//! Goal side resolution
//!
//! Decides whether a goal belongs to the tracked team or the opponent.
//! First match wins:
//! 1. explicit team tag on the observation
//! 2. explicit "is tracked team" flag
//! 3. score delta against the previous baseline
//! 4. default to opponent, flagged as assumed

use crate::error::EngineError;
use crate::models::ScoreSignature;
use crate::session::GameSession;
use log::warn;
use serde::{Deserialize, Serialize};

/// How a goal side was decided, weakest first
#[derive(Debug, Clone, Copy, PartialEq, Eq, PartialOrd, Ord, Hash, Serialize, Deserialize)]
#[serde(rename_all = "snake_case")]
pub enum GoalSideBasis {
    Default,
    ScoreDelta,
    TrackedFlag,
    ExplicitTag,
}

#[derive(Debug, Clone, Copy, PartialEq, Eq)]
pub struct GoalSide {
    /// True when the tracked team scored
    pub tracked: bool,
    pub basis: GoalSideBasis,
}

impl GoalSide {
    pub fn new(tracked: bool, basis: GoalSideBasis) -> Self {
        Self { tracked, basis }
    }

    /// Low-confidence result from the fallback default
    pub fn is_assumed(&self) -> bool {
        self.basis == GoalSideBasis::Default
    }

    /// Pick whichever attribution rests on stronger evidence (ties keep self)
    pub fn stronger(self, other: GoalSide) -> GoalSide {
        if other.basis > self.basis {
            other
        } else {
            self
        }
    }
}

/// Signals available for attributing one goal
#[derive(Debug, Clone, Copy)]
pub struct GoalEvidence<'a> {
    pub team_tag: Option<&'a str>,
    pub tracked_flag: Option<bool>,
    pub previous: ScoreSignature,
    pub current: ScoreSignature,
}

/// Resolve which side scored. Pure apart from the warning logged when the
/// result is an assumption.
pub fn resolve_goal_side(evidence: &GoalEvidence<'_>, session: &GameSession) -> GoalSide {
    if let Some(tag) = evidence.team_tag {
        if session.tracked_team().matches_abbrev(tag) {
            return GoalSide::new(true, GoalSideBasis::ExplicitTag);
        }
        if session.opponent_team().matches_abbrev(tag) {
            return GoalSide::new(false, GoalSideBasis::ExplicitTag);
        }
    }

    if let Some(flag) = evidence.tracked_flag {
        return GoalSide::new(flag, GoalSideBasis::TrackedFlag);
    }

    let tracked = session.tracked_side;
    let opponent = tracked.opposite();
    let tracked_up =
        evidence.current.score_for(tracked) > evidence.previous.score_for(tracked);
    let opponent_up =
        evidence.current.score_for(opponent) > evidence.previous.score_for(opponent);

    match (tracked_up, opponent_up) {
        (true, false) => GoalSide::new(true, GoalSideBasis::ScoreDelta),
        (false, true) => GoalSide::new(false, GoalSideBasis::ScoreDelta),
        _ => {
            let err = EngineError::AmbiguousGoalSide {
                signature: evidence.current,
            };
            warn!("{} (game {})", err, session.game_id);
            GoalSide::new(false, GoalSideBasis::Default)
        }
    }
}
********************
Task directions - Repeat the data precisely, reproducing every entry.

Solution to this exercise -
//! Goal side resolution
//!
//! Decides whether a goal belongs to the tracked team or the opponent.
//! First match wins:
//! 1. explicit team tag on the observation
//! 2. explicit "is tracked team" flag
//! 3. score delta against the previous baseline
//! 4. default to opponent, flagged as assumed

use crate::error::EngineError;
use crate::models::ScoreSignature;
use crate::session::GameSession;
use log::warn;
use serde::{Deserialize, Serialize};

/// How a goal side was decided, weakest first
#[derive(Debug, Clone, Copy, PartialEq, Eq, PartialOrd, Ord, Hash, Serialize, Deserialize)]
#[serde(rename_all = "snake_case")]
pub enum GoalSideBasis {
    Default,
    ScoreDelta,
    TrackedFlag,
    ExplicitTag,
}

#[derive(Debug, Clone, Copy, PartialEq, Eq)]
pub struct GoalSide {
    /// True when the tracked team scored
    pub tracked: bool,
    pub basis: GoalSideBasis,
}

impl GoalSide {
    pub fn new(tracked: bool, basis: GoalSideBasis) -> Self {
        Self { tracked, basis }
    }

    /// Low-confidence result from the fallback default
    pub fn is_assumed(&self) -> bool {
        self.basis == GoalSideBasis::Default
    }

    /// Pick whichever attribution rests on stronger evidence (ties keep self)
    pub fn stronger(self, other: GoalSide) -> GoalSide {
        if other.basis > self.basis {
            other
        } else {
            self
        }
    }
}

/// Signals available for attributing one goal
#[derive(Debug, Clone, Copy)]
pub struct GoalEvidence<'a> {
    pub team_tag: Option<&'a str>,
    pub tracked_flag: Option<bool>,
    pub previous: ScoreSignature,
    pub current: ScoreSignature,
}

/// Resolve which side scored. Pure apart from the warning logged when the
/// result is an assumption.
pub fn resolve_goal_side(evidence: &GoalEvidence<'_>, session: &GameSession) -> GoalSide {
    if let Some(tag) = evidence.team_tag {
        if session.tracked_team().matches_abbrev(tag) {
            return GoalSide::new(true, GoalSideBasis::ExplicitTag);
        }
        if session.opponent_team().matches_abbrev(tag) {
            return GoalSide::new(false, GoalSideBasis::ExplicitTag);
        }
    }

    if let Some(flag) = evidence.tracked_flag {
        return GoalSide::new(flag, GoalSideBasis::TrackedFlag);
    }

    let tracked = session.tracked_side;
    let opponent = tracked.opposite();
    let tracked_up =
        evidence.current.score_for(tracked) > evidence.previous.score_for(tracked);
    let opponent_up =
        evidence.current.score_for(opponent) > evidence.previous.score_for(opponent);

    match (tracked_up, opponent_up) {
        (true, false) => GoalSide::new(true, GoalSideBasis::ScoreDelta),
        (false, true) => GoalSide::new(false, GoalSideBasis::ScoreDelta),
        _ => {
            let err = EngineError::AmbiguousGoalSide {
                signature: evidence.current,
            };
            warn!("{} (game {})", err, session.game_id);
            GoalSide::new(false, GoalSideBasis::Default)
        }
    }
}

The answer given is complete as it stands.